What is needed ->
From the entries, copy every line that carries the string "tokio".
[Information supplied — start]
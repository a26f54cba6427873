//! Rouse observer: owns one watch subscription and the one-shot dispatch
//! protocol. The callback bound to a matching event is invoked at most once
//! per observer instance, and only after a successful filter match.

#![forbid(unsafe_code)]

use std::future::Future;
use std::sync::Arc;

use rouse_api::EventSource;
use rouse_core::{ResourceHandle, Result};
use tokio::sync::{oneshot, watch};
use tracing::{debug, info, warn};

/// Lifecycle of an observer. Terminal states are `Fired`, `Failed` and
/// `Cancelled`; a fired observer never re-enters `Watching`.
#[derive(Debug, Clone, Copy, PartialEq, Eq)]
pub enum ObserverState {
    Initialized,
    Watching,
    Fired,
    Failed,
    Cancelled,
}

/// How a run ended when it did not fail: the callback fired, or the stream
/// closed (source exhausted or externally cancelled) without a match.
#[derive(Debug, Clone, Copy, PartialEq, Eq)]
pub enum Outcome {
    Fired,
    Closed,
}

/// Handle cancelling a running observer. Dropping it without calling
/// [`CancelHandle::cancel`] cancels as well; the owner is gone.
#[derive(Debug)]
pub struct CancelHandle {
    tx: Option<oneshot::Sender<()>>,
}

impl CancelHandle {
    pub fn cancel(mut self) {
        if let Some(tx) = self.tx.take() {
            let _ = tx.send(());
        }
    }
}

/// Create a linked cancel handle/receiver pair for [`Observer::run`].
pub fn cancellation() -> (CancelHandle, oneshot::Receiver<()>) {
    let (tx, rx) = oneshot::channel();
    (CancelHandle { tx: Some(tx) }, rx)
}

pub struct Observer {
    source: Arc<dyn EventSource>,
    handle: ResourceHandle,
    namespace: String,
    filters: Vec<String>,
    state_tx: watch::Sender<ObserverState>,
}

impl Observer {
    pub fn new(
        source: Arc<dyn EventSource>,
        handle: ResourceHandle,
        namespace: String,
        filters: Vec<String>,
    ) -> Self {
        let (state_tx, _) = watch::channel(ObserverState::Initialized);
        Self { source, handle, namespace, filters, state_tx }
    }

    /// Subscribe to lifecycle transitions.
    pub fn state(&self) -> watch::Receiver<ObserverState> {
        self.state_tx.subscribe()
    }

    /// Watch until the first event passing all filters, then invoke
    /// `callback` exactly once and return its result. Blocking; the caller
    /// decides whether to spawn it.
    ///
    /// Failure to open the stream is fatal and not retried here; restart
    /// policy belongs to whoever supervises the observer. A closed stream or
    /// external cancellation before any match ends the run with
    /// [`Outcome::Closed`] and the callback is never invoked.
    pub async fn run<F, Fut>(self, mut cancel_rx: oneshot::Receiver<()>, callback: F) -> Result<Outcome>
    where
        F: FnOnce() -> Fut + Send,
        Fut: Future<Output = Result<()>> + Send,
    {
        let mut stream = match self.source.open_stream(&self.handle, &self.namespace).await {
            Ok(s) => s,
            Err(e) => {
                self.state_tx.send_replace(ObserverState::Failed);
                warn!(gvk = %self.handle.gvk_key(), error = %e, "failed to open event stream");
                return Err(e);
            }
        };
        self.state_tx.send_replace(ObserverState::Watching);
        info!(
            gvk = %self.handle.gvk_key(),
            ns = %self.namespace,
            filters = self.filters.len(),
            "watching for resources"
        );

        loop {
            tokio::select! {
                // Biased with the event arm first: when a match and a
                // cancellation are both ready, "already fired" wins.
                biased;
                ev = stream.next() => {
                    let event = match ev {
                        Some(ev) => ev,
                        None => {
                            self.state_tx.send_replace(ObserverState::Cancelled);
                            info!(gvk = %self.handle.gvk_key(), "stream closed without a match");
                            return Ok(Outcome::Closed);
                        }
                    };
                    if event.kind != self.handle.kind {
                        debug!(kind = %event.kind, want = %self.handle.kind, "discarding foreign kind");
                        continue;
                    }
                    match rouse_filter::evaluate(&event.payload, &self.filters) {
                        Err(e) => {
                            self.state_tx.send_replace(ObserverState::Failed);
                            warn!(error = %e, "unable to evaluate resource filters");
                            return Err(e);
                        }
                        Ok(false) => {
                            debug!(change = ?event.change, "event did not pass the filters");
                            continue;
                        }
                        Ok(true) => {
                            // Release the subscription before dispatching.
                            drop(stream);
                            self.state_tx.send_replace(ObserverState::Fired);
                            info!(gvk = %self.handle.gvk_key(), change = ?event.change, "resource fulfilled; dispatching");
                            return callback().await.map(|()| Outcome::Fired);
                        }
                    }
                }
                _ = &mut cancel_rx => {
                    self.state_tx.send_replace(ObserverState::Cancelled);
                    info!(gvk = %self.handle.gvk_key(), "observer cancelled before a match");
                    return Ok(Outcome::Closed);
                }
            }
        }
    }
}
[Information supplied — finish]
Solution to this task ->
use tokio::sync::{oneshot, watch};
            tokio::select! {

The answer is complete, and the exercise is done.